## Exercise goal:
Beginning with the first line, please repeat the entries exactly and end on the line that contains "async fn should_infer_kind_from_last_classified_file()".

## Entries provided:

use chrono::Utc;
use uuid::Uuid;

use learnhub_domain::lecture::{DEFAULT_LECTURE_CONTENT, LectureKind};
use learnhub_marketplace::domain::types::{Lecture, ResourceType};
use learnhub_marketplace::error::MarketplaceError;
use learnhub_marketplace::usecase::lecture::{
    CreateLectureInput, CreateLectureUseCase, UpdateLectureInput, UpdateLectureUseCase,
};

use crate::helpers::{MockLectureRepo, MockMedia, MockSectionRepo, staged_file, test_section};

#[tokio::test]
async fn should_default_content_when_no_files() {
    let section = test_section(Uuid::now_v7());
    let uc = CreateLectureUseCase {
        lectures: MockLectureRepo::default(),
        sections: MockSectionRepo::new(vec![section.clone()]),
        media: MockMedia::default(),
    };

    let lecture = uc
        .execute(CreateLectureInput {
            title: Some("Intro".into()),
            section_id: Some(section.id.to_string()),
            content: vec![],
        })
        .await
        .unwrap();

    assert_eq!(lecture.content, vec![DEFAULT_LECTURE_CONTENT.to_owned()]);
    assert_eq!(lecture.kind, LectureKind::Text);
}

#[tokio::test]
async fn should_infer_kind_from_last_classified_file() {
    let section = test_section(Uuid::now_v7());
    let media = MockMedia::default();
    let uc = CreateLectureUseCase {
        lectures: MockLectureRepo::default(),
        sections: MockSectionRepo::new(vec![section.clone()]),
        media: media.clone(),
    };

    let lecture = uc
        .execute(CreateLectureInput {
            title: Some("Slides and recording".into()),
            section_id: Some(section.id.to_string()),
            content: vec![
                staged_file("slides.pdf", "application/pdf"),
                staged_file("talk.mp4", "video/mp4"),
                staged_file("notes.txt", "text/plain"),
            ],
        })
        .await
        .unwrap();

    assert_eq!(lecture.kind, LectureKind::Video);
    assert_eq!(
        lecture.content,
        vec![
            "https://media.test/lms-content/slides.pdf".to_owned(),
            "https://media.test/lms-content/talk.mp4".to_owned(),
            "https://media.test/lms-content/notes.txt".to_owned(),
        ]
    );
    let resource_types: Vec<_> = media.recorded().into_iter().map(|u| u.2).collect();
    assert_eq!(
        resource_types,
        vec![ResourceType::Auto, ResourceType::Video, ResourceType::Auto]
    );
}

#[tokio::test]
async fn should_reject_unknown_section_on_create() {
    let uc = CreateLectureUseCase {
        lectures: MockLectureRepo::default(),
        sections: MockSectionRepo::default(),
        media: MockMedia::default(),
    };

    let result = uc
        .execute(CreateLectureInput {
            title: Some("Orphan".into()),
            section_id: Some(Uuid::now_v7().to_string()),
            content: vec![],
        })
        .await;

    assert!(
        matches!(result, Err(MarketplaceError::SectionNotFound)),
        "expected SectionNotFound, got {result:?}"
    );
}

#[tokio::test]
async fn should_keep_content_and_kind_when_updating_without_files() {
    let section = test_section(Uuid::now_v7());
    let now = Utc::now();
    let lecture = Lecture {
        id: Uuid::now_v7(),
        title: "Recording".into(),
        content: vec!["https://media.test/lms-content/a.mp4".into()],
        kind: LectureKind::Video,
        section_id: section.id,
        created_at: now,
        updated_at: now,
    };
    let lectures = MockLectureRepo::default();
    lectures.lectures.lock().unwrap().push(lecture.clone());
    let uc = UpdateLectureUseCase {
        lectures,
        sections: MockSectionRepo::new(vec![section]),
        media: MockMedia::default(),
    };

    let updated = uc
        .execute(
            lecture.id,
            UpdateLectureInput {
                title: Some("Recording, revised".into()),
                section_id: None,
                content: vec![],
            },
        )
        .await
        .unwrap();

    assert_eq!(updated.title, "Recording, revised");
    assert_eq!(updated.content, lecture.content);
    assert_eq!(updated.kind, LectureKind::Video);
}

#[tokio::test]
async fn should_keep_previous_kind_when_new_files_are_unclassified() {
    let section = test_section(Uuid::now_v7());
    let now = Utc::now();
    let lecture = Lecture {
        id: Uuid::now_v7(),
        title: "Handout".into(),
        content: vec!["https://media.test/lms-content/h.pdf".into()],
        kind: LectureKind::Pdf,
        section_id: section.id,
        created_at: now,
        updated_at: now,
    };
    let lectures = MockLectureRepo::default();
    lectures.lectures.lock().unwrap().push(lecture.clone());
    let uc = UpdateLectureUseCase {
        lectures,
        sections: MockSectionRepo::new(vec![section]),
        media: MockMedia::default(),
    };

    let updated = uc
        .execute(
            lecture.id,
            UpdateLectureInput {
                title: None,
                section_id: None,
                content: vec![staged_file("data.csv", "text/csv")],
            },
        )
        .await
        .unwrap();

    assert_eq!(updated.kind, LectureKind::Pdf);
    assert_eq!(
        updated.content,
        vec!["https://media.test/lms-content/data.csv".to_owned()]
    );
}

## Reply:
use chrono::Utc;
use uuid::Uuid;

use learnhub_domain::lecture::{DEFAULT_LECTURE_CONTENT, LectureKind};
use learnhub_marketplace::domain::types::{Lecture, ResourceType};
use learnhub_marketplace::error::MarketplaceError;
use learnhub_marketplace::usecase::lecture::{
    CreateLectureInput, CreateLectureUseCase, UpdateLectureInput, UpdateLectureUseCase,
};

use crate::helpers::{MockLectureRepo, MockMedia, MockSectionRepo, staged_file, test_section};

#[tokio::test]
async fn should_default_content_when_no_files() {
    let section = test_section(Uuid::now_v7());
    let uc = CreateLectureUseCase {
        lectures: MockLectureRepo::default(),
        sections: MockSectionRepo::new(vec![section.clone()]),
        media: MockMedia::default(),
    };

    let lecture = uc
        .execute(CreateLectureInput {
            title: Some("Intro".into()),
            section_id: Some(section.id.to_string()),
            content: vec![],
        })
        .await
        .unwrap();

    assert_eq!(lecture.content, vec![DEFAULT_LECTURE_CONTENT.to_owned()]);
    assert_eq!(lecture.kind, LectureKind::Text);
}

#[tokio::test]
async fn should_infer_kind_from_last_classified_file() {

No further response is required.